This week: India's richest corporation tries to silence journalists, protests in Thailand against APEC, and a powerful story about electric vehicles, minerals and deforestation in Indonesia.
Undercovered last week
Adani Group, India’s most powerful corporation led by Asia’s richest man, is known for it’s widespread human rights, labor, and environmental crimes across the country, as it enjoys protection from the government. When journalists like Ravi Nair try to hold them accountable, they get sued for defamation. A sign of just how bad things are getting in Asia’s so-called “largest democracy” (Adani Watch).
Along the Mekong Basin, dams have harmed the local environment, and livelihoods. This article by Tapakson Manpati asks a simple question – can people fight back and halt future development plans before they reaches a tipping point and destroy the river? (HB Stiftung).
Similarly, just to the south, along the shores of Southeast Asia’s most productive lake, Tonle Sap, a fishing lot system has recently been abolished, opening up the lake to the community at large. Jin Sato explores the impacts this has had on resource control and fisheries (IIAS).
Worth Reading: This investigation by Mariko Tsuji for Tansa digs into how apps are gathering photos and videos from users, turning it in sexual content, all without consent, impacting tens of thousands of Japanese women.
The tragedy in Malang, Indonesia has faded from the headlines, but the difficult task – holding the police accountable – remains challenging. In this piece for Indonesia at Melbourne, Siswo Mulyartono explores why ending police violence will be a difficult, perhaps even impossible.
I was in Thailand a few weeks ago, and saw signs everywhere that stated “All Thais welcome APEC.” That obviously was not the case, as there were widespread anti-APEC demonstrations, many focused on local issues including the removal of Prime Minister Prayut Chan-o-cha. Here’s a good recap on what happened from Prachatai.
There weren’t as many protests alongside the G20 in Bali, Indonesia, but locals did have to face restrictions on movements and other freedoms as world leaders gathered on their island. This piece, by Natasya Salim, give voices to Balinese and what it is like to have a global summit take place by your home (ABC Australia).
Did you see our subscriber-only News Backgrounder on last month’s elections in Malaysia? Check it out here.
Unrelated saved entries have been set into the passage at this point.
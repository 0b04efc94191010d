//! jsh ベンチマーク: パーサーとジョブレジストリ操作の計測。
//!
//! `std::time::Instant` による手動計測（外部クレート不要）。
//!
//! 実行: `cargo bench`

use std::time::{Duration, Instant};

use jsh::job::{JobState, JobTable, MAX_JOBS};

// ── ベンチマークインフラ ──────────────────────────────────────────

struct BenchResult {
    category: &'static str,
    name: &'static str,
    avg: Duration,
    iters: u64,
}

impl BenchResult {
    fn print(&self) {
        let avg_us = self.avg.as_nanos() as f64 / 1000.0;
        println!(
            "[{:<8}] {:<40}: avg {:>10.2}µs  ({} iters)",
            self.category, self.name, avg_us, self.iters,
        );
    }
}

fn bench<F: FnMut()>(
    category: &'static str,
    name: &'static str,
    iters: u64,
    mut f: F,
) -> BenchResult {
    // ウォームアップ
    for _ in 0..iters.min(100) {
        f();
    }

    let start = Instant::now();
    for _ in 0..iters {
        f();
    }
    let elapsed = start.elapsed();

    BenchResult {
        category,
        name,
        avg: elapsed / iters as u32,
        iters,
    }
}

// ── メイン ────────────────────────────────────────────────────────

fn main() {
    println!("jsh benchmark suite");
    println!("{}", "=".repeat(80));

    let mut results = Vec::new();

    // ── パーサーベンチマーク ──
    println!("\n--- Parser ---");

    results.push(bench("parser", "echo hello", 10_000, || {
        let _ = jsh::parser::parse("echo hello");
    }));

    results.push(bench("parser", "sleep 1 &", 10_000, || {
        let _ = jsh::parser::parse("sleep 1 &");
    }));

    results.push(bench("parser", "echo 'quoted span here'", 10_000, || {
        let _ = jsh::parser::parse("echo 'quoted span here'");
    }));

    // ── ジョブレジストリベンチマーク ──
    println!("\n--- JobTable ---");

    results.push(bench("jobtable", "add + remove", 10_000, || {
        let mut t = JobTable::new(false);
        t.add(100, JobState::Background, "sleep 1 &");
        t.remove(100);
    }));

    results.push(bench("jobtable", "add to full table", 10_000, || {
        let mut t = JobTable::new(false);
        for pid in 1..=(MAX_JOBS as i32) {
            t.add(pid, JobState::Background, "cmd &");
        }
    }));

    let mut lookup_table = JobTable::new(false);
    for pid in 1..=(MAX_JOBS as i32) {
        lookup_table.add(pid, JobState::Background, "cmd &");
    }
    results.push(bench("jobtable", "pid lookup (full table)", 100_000, || {
        let _ = lookup_table.get_by_pid(MAX_JOBS as i32);
    }));

    results.push(bench("jobtable", "fg scan (no foreground)", 100_000, || {
        let _ = lookup_table.fg_pid();
    }));

    results.push(bench("jobtable", "list (full table)", 10_000, || {
        let _ = lookup_table.list();
    }));

    // ── 結果サマリ ──
    println!("\n{}", "=".repeat(80));
    println!("Summary:");
    for r in &results {
        r.print();
    }
}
At some point, this was inevitable – India is seeing its image tarnished in the Islamic world due to derogatory remarks from members of the ruling BJP party and its Hindu majoritarian politics (Hassan Alhasan, East Asia Forum).
This should also tarnish India’s image as a democracy – news has emerged that Myanmar’s junta is being armed by India, who exported more weapons to its neighbor than any other country(Times of India).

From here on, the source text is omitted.